▶ **Task objective**
Only lines holding "binding" are needed; copy each of them from the data below.
== Excerpted data ==
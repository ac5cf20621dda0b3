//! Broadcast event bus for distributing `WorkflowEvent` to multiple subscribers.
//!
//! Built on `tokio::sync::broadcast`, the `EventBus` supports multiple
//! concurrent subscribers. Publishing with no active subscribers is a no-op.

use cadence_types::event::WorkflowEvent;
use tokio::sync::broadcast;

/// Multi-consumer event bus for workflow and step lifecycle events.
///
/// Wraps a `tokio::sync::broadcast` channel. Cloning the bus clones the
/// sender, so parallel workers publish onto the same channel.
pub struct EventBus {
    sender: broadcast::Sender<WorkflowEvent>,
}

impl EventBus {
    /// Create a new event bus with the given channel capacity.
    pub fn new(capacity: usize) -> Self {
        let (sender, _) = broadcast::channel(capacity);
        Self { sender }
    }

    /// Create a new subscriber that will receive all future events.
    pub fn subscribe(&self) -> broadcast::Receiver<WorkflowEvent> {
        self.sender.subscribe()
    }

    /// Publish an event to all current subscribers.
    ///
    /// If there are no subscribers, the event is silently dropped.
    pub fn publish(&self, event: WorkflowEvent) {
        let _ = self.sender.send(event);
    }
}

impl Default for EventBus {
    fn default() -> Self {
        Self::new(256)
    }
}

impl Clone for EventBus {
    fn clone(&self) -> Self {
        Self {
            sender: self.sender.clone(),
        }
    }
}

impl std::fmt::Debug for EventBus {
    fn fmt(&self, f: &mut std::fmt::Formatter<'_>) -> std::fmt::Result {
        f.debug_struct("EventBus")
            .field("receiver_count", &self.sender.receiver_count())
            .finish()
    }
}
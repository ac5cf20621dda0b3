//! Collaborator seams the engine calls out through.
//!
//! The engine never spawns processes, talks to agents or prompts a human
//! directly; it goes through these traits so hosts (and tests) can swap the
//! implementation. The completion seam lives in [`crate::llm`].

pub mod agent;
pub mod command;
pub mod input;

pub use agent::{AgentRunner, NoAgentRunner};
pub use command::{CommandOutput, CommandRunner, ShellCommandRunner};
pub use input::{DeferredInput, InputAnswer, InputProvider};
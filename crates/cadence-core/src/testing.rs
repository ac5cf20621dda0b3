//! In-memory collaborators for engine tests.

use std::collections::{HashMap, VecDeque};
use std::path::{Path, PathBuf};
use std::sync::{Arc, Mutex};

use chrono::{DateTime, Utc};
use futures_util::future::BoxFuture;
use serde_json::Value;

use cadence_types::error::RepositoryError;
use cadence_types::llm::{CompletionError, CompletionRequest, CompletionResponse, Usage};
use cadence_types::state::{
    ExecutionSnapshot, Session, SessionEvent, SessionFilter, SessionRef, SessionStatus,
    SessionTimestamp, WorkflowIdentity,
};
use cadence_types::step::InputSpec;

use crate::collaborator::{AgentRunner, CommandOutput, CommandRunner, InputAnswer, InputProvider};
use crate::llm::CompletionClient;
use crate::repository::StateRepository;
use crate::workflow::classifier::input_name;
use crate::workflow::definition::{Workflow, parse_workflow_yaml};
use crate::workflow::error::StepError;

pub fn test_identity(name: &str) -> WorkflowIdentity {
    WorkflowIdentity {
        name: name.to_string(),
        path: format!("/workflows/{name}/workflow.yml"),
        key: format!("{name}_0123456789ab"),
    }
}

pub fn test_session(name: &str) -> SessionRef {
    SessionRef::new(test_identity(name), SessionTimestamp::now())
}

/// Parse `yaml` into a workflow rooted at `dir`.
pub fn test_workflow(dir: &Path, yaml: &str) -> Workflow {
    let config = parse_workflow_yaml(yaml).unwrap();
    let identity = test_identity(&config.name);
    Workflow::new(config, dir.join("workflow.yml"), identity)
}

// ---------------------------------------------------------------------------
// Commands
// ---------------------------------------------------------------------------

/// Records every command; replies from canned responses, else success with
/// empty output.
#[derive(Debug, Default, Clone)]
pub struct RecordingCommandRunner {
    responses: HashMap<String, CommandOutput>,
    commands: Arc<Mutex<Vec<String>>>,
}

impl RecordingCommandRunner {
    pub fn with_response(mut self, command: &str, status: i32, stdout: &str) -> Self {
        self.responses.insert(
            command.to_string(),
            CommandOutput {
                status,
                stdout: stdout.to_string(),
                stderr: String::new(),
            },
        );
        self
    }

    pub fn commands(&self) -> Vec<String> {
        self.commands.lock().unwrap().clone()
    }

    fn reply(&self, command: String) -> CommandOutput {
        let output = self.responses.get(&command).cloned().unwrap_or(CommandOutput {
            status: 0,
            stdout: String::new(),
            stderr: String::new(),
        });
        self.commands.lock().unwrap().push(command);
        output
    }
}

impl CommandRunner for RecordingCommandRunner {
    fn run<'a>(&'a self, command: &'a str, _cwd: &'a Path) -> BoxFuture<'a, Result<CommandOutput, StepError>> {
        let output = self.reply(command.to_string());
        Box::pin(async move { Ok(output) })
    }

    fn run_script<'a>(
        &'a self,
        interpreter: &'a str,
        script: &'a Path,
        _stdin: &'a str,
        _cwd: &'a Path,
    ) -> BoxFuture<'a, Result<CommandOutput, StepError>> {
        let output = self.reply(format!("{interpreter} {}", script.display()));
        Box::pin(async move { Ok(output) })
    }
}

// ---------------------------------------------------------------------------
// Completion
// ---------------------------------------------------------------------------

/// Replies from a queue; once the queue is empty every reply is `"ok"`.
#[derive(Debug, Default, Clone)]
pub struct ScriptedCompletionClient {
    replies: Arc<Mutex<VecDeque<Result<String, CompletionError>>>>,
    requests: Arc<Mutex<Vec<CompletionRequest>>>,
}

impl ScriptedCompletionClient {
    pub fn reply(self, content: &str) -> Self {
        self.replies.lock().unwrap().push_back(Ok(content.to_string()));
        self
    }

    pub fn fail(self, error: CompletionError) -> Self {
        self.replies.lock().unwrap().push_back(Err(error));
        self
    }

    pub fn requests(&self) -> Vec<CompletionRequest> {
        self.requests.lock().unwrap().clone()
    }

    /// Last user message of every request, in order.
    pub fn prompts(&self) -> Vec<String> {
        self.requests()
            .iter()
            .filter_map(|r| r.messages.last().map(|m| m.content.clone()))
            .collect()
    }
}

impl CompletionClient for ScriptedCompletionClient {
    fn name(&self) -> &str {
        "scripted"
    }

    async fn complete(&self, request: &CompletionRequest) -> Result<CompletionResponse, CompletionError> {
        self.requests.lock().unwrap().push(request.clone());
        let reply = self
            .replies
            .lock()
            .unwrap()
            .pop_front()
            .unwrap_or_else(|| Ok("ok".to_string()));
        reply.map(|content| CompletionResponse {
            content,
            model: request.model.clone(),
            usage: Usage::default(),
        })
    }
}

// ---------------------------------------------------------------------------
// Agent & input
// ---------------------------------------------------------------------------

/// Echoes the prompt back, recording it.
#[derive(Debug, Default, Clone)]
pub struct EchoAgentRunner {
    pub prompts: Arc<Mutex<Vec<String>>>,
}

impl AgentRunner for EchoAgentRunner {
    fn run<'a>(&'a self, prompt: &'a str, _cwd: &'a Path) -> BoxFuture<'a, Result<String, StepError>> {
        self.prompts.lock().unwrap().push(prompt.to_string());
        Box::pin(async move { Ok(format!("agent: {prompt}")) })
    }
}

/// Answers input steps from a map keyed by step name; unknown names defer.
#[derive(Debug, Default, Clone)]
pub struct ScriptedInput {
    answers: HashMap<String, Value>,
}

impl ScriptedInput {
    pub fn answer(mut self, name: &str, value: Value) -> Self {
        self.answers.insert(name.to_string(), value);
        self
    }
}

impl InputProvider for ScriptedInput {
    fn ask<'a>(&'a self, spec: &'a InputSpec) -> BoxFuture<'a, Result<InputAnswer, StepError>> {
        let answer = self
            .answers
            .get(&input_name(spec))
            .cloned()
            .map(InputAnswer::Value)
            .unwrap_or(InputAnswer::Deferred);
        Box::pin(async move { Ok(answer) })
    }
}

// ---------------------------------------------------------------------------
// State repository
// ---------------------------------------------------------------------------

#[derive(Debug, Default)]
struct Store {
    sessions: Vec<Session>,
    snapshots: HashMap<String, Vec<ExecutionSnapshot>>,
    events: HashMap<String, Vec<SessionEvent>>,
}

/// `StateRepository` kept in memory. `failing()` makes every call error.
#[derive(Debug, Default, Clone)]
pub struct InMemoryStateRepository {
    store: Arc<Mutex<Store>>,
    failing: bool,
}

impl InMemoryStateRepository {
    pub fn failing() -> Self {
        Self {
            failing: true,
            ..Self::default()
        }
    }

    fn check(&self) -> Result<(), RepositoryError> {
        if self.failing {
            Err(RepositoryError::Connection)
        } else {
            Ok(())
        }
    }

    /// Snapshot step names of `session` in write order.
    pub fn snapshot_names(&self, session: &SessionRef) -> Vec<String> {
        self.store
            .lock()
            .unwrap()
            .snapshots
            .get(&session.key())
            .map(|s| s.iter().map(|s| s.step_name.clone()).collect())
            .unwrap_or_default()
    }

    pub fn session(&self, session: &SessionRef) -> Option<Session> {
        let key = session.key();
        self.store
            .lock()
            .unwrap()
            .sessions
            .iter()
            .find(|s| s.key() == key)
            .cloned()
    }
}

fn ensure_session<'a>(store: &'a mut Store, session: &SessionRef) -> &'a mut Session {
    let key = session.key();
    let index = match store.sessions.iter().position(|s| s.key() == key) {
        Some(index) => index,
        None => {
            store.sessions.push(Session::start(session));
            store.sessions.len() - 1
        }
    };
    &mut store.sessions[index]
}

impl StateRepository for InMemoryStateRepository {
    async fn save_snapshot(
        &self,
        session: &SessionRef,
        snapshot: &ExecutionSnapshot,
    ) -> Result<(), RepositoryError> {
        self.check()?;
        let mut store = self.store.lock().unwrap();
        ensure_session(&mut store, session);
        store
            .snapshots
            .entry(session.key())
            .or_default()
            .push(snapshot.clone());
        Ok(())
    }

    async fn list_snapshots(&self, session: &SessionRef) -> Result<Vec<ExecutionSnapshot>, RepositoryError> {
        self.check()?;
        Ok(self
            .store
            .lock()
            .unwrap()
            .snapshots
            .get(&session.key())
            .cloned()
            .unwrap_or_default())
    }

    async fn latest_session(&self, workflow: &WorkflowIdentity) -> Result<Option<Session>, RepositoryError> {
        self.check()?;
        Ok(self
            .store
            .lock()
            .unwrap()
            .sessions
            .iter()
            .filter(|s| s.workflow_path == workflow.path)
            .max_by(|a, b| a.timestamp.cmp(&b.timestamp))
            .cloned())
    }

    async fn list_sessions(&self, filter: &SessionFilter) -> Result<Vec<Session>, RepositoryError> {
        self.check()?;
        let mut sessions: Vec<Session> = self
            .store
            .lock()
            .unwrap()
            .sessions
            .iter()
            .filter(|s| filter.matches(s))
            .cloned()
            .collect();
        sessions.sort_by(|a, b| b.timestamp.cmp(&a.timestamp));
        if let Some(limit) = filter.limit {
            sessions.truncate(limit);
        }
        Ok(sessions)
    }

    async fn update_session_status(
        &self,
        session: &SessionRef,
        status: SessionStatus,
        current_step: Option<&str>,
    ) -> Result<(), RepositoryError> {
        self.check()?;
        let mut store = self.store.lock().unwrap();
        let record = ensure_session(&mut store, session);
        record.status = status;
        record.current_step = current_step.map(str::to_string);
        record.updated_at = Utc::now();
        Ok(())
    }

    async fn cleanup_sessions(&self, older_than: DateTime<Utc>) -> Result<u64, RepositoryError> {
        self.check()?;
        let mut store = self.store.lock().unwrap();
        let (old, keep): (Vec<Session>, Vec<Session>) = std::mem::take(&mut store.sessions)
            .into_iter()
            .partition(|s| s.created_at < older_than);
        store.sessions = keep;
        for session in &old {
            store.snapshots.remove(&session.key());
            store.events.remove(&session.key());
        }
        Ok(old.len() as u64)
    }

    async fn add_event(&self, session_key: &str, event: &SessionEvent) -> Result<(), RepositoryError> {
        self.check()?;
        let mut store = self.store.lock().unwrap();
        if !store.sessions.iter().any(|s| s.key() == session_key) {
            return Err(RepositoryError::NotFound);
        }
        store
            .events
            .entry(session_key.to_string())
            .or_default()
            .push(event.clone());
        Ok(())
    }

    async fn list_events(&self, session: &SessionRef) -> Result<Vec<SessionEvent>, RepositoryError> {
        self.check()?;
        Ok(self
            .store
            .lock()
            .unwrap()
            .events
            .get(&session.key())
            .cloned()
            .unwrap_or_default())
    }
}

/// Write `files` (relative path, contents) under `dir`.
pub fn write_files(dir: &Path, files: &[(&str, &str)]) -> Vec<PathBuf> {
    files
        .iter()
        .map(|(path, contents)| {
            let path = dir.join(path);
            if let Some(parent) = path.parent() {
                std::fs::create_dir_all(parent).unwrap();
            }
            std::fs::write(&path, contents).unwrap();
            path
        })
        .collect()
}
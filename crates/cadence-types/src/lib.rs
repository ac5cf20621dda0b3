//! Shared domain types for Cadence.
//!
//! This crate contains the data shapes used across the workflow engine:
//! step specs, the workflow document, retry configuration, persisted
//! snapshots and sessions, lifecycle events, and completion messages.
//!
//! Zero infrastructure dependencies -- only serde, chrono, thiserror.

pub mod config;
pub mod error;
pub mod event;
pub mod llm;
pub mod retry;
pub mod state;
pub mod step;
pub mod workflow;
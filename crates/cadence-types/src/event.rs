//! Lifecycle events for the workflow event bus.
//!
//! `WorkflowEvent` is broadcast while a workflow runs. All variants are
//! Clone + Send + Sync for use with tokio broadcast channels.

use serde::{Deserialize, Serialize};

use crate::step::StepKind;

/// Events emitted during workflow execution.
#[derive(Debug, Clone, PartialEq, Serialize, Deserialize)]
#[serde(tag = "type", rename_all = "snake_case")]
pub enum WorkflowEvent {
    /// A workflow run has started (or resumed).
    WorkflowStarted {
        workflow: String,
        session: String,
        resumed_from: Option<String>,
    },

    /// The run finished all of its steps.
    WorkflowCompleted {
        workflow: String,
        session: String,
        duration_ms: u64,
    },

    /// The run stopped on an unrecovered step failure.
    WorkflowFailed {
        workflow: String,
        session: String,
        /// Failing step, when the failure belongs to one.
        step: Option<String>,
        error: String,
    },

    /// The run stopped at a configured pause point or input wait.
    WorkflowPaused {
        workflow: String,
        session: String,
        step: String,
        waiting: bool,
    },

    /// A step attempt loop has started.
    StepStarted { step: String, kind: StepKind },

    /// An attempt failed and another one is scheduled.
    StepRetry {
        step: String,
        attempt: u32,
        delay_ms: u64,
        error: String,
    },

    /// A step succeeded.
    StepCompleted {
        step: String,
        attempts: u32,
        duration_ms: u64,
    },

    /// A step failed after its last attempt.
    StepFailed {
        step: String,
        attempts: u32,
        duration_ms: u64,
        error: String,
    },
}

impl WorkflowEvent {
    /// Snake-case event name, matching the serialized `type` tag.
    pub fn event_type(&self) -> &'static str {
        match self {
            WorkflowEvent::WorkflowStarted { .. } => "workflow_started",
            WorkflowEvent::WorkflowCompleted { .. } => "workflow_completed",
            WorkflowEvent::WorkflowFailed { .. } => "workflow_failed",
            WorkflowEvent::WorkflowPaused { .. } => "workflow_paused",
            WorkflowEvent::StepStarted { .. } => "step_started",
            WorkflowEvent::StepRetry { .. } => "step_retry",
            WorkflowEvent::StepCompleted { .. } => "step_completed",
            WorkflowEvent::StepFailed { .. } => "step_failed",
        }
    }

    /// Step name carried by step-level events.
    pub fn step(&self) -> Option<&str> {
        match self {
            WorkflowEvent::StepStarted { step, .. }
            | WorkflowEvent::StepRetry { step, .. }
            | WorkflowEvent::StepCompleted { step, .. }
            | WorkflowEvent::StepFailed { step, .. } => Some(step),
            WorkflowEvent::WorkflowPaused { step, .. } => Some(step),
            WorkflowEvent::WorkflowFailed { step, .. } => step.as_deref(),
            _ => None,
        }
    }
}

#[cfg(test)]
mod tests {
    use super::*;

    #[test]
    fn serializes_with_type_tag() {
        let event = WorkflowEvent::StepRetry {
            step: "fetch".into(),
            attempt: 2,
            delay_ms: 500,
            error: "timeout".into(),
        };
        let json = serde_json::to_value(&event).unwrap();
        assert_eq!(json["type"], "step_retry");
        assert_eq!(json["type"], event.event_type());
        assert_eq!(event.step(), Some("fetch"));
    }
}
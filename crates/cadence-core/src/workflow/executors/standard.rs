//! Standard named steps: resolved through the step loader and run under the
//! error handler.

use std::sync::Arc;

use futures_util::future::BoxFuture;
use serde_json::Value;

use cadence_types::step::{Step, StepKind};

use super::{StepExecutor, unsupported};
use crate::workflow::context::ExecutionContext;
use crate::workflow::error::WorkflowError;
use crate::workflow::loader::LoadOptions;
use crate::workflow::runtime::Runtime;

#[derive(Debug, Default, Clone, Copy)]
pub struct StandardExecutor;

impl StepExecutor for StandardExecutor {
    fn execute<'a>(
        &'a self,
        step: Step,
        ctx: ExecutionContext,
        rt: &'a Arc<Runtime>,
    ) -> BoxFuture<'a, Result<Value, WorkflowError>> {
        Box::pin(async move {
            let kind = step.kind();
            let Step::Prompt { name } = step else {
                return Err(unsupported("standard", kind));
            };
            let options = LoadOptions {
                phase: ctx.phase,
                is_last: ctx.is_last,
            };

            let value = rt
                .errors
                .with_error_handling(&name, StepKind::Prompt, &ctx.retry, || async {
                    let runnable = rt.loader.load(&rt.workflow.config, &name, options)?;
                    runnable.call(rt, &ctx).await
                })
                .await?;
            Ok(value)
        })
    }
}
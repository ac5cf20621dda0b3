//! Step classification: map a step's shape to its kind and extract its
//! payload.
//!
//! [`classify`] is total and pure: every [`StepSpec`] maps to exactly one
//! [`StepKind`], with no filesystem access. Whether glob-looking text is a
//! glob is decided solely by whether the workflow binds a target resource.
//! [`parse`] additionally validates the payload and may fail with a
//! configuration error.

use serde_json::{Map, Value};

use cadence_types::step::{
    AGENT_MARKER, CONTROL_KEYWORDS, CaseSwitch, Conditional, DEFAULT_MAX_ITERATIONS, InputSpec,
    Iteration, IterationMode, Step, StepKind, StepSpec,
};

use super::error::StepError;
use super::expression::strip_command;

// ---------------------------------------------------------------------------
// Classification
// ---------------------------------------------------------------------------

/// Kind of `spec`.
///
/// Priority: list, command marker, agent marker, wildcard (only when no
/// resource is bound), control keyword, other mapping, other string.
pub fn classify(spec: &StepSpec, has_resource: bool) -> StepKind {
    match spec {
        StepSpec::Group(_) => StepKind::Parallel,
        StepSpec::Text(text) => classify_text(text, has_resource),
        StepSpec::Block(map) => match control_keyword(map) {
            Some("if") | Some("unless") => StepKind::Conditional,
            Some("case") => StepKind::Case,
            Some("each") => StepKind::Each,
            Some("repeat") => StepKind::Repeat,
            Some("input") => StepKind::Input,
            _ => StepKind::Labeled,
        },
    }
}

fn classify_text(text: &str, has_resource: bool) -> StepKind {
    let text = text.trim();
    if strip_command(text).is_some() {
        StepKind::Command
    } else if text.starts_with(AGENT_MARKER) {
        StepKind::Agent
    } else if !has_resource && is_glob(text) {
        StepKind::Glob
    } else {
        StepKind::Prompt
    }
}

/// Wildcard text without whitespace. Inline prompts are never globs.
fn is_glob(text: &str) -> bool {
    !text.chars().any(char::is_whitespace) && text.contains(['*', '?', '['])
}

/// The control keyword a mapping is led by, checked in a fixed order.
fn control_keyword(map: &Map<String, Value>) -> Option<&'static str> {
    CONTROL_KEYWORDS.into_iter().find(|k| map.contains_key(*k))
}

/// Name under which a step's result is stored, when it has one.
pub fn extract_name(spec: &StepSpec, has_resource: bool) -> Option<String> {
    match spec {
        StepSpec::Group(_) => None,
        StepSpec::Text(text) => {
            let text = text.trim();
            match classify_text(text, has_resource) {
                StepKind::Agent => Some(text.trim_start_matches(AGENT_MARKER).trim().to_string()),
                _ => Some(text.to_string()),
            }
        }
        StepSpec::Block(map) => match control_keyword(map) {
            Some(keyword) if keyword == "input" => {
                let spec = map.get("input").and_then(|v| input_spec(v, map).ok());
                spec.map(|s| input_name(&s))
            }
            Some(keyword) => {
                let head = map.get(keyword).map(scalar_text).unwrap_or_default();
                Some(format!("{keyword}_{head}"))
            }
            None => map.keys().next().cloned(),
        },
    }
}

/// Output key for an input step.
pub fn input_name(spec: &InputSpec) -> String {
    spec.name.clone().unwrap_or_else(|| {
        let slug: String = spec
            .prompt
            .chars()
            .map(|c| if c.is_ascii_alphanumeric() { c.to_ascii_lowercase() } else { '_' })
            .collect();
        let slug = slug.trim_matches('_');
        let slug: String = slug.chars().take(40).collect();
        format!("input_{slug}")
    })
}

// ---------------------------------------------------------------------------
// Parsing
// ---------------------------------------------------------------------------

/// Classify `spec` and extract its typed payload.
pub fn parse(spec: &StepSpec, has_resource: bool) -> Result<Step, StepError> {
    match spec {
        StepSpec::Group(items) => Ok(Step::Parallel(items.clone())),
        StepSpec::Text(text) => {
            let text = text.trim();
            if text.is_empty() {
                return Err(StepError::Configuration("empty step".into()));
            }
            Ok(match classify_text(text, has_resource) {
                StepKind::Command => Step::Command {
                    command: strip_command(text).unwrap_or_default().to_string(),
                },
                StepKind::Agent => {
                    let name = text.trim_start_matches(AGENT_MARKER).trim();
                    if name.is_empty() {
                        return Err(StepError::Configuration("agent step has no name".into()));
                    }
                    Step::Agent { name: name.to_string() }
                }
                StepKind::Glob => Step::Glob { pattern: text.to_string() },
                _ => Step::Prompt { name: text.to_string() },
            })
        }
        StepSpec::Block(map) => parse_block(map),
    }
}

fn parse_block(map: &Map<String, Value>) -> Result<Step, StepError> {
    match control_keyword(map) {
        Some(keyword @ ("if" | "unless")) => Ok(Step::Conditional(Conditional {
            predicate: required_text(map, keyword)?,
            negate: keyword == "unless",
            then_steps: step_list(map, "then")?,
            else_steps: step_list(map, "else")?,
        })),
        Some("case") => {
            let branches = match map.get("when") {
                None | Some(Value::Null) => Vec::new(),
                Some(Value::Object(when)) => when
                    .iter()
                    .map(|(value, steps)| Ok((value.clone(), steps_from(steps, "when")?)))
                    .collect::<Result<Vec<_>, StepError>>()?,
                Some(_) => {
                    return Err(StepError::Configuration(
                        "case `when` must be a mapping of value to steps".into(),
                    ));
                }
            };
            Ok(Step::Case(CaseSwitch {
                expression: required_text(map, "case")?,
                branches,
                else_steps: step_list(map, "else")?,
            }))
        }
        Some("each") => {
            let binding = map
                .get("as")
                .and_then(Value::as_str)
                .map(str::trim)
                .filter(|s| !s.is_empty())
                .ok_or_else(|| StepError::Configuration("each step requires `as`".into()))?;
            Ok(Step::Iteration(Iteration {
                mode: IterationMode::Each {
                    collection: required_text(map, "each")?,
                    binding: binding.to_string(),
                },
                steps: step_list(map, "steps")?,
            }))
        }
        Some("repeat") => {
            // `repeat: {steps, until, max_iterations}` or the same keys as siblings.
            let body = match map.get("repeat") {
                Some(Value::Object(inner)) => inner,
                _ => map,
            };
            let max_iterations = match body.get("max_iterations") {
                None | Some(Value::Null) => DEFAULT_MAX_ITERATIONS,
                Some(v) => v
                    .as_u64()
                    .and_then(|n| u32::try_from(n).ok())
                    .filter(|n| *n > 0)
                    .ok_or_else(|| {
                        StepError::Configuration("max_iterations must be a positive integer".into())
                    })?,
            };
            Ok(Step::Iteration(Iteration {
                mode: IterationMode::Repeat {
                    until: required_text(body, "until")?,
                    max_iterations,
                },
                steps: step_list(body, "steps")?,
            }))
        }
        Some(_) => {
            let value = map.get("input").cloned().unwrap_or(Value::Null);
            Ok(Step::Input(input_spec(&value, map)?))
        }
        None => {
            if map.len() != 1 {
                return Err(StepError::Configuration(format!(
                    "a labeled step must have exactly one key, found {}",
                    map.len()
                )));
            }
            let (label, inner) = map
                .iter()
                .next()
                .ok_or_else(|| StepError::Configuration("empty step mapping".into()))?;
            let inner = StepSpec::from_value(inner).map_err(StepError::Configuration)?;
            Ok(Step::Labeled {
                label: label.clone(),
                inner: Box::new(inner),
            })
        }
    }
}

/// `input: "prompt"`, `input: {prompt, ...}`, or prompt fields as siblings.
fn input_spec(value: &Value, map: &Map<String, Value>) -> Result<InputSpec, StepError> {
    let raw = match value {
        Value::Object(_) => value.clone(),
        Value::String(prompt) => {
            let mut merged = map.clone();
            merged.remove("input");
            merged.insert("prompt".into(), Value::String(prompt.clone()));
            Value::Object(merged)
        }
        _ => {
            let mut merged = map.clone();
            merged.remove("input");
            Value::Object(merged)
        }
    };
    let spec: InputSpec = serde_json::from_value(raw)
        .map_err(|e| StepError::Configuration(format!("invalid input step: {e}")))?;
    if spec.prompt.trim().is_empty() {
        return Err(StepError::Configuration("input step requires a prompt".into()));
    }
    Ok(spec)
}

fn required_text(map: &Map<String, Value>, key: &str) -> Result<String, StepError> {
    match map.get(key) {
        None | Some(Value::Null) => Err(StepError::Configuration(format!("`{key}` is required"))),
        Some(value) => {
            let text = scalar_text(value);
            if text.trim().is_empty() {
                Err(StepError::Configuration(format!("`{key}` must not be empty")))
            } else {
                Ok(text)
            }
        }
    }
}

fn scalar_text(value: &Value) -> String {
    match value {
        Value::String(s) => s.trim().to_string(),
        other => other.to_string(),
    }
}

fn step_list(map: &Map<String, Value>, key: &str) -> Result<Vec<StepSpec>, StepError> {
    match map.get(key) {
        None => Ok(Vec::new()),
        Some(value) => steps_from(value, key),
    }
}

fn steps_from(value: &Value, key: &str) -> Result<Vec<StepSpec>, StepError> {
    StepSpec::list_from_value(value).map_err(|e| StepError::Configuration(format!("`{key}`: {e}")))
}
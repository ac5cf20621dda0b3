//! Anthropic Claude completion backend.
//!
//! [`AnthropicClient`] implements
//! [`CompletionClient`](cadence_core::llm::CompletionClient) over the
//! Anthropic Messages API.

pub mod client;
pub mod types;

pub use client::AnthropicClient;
===
▶ **Solution to this exercise**
            let binding = map
                    binding: binding.to_string(),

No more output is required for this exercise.